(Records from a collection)

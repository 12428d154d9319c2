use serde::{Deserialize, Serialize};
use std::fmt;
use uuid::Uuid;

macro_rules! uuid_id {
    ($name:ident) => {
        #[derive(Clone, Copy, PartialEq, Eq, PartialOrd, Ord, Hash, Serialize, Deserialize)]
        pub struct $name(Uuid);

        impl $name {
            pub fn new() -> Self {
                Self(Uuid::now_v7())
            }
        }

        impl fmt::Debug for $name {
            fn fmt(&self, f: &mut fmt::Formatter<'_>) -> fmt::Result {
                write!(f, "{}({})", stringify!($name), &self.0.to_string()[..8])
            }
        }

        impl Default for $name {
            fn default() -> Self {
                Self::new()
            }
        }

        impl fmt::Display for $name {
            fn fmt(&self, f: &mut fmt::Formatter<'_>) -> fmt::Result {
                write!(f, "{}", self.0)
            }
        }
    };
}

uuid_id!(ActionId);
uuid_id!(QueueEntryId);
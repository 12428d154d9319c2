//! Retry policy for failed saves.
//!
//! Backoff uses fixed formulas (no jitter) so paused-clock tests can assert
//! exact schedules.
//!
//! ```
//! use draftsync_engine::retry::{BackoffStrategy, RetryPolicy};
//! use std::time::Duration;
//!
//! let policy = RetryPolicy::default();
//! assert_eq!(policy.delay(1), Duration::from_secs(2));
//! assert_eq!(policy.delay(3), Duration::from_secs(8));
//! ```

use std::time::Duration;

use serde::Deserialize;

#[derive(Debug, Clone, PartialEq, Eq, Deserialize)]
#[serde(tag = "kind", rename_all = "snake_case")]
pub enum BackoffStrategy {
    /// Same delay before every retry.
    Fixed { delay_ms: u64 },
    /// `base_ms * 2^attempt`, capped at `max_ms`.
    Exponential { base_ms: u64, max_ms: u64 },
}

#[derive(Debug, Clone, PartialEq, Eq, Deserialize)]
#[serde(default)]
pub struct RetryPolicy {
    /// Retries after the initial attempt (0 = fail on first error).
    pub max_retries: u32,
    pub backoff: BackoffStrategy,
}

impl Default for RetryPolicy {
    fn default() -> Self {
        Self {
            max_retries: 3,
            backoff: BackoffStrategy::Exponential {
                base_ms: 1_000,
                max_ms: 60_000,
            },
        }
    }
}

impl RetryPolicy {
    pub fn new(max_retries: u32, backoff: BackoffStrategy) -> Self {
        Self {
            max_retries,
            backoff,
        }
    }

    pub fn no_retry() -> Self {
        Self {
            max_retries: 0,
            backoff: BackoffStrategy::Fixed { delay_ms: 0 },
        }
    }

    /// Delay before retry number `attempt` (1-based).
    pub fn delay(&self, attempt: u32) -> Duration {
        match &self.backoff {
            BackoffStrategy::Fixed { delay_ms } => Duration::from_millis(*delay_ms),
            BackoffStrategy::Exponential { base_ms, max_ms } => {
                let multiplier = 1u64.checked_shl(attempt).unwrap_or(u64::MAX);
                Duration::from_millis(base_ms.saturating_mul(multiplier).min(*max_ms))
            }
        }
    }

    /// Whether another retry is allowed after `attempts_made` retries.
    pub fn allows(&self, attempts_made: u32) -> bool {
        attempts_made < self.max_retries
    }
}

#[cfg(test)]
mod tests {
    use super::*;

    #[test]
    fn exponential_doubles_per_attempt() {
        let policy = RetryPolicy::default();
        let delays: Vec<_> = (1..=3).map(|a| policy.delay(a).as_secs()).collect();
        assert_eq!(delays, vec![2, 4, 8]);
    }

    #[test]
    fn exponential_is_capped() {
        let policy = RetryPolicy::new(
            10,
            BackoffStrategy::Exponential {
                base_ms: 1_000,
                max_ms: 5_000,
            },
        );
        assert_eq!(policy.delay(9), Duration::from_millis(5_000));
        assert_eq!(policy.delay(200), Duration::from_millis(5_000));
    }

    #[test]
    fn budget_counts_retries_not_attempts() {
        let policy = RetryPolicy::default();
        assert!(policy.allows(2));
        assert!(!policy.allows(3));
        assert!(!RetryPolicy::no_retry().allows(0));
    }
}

* _WORK REQUIRED_
Copy every line above in which the string "allows" shows up.

* _WRITTEN REPLY_
    pub fn allows(&self, attempts_made: u32) -> bool {
        assert!(policy.allows(2));
        assert!(!policy.allows(3));
        assert!(!RetryPolicy::no_retry().allows(0));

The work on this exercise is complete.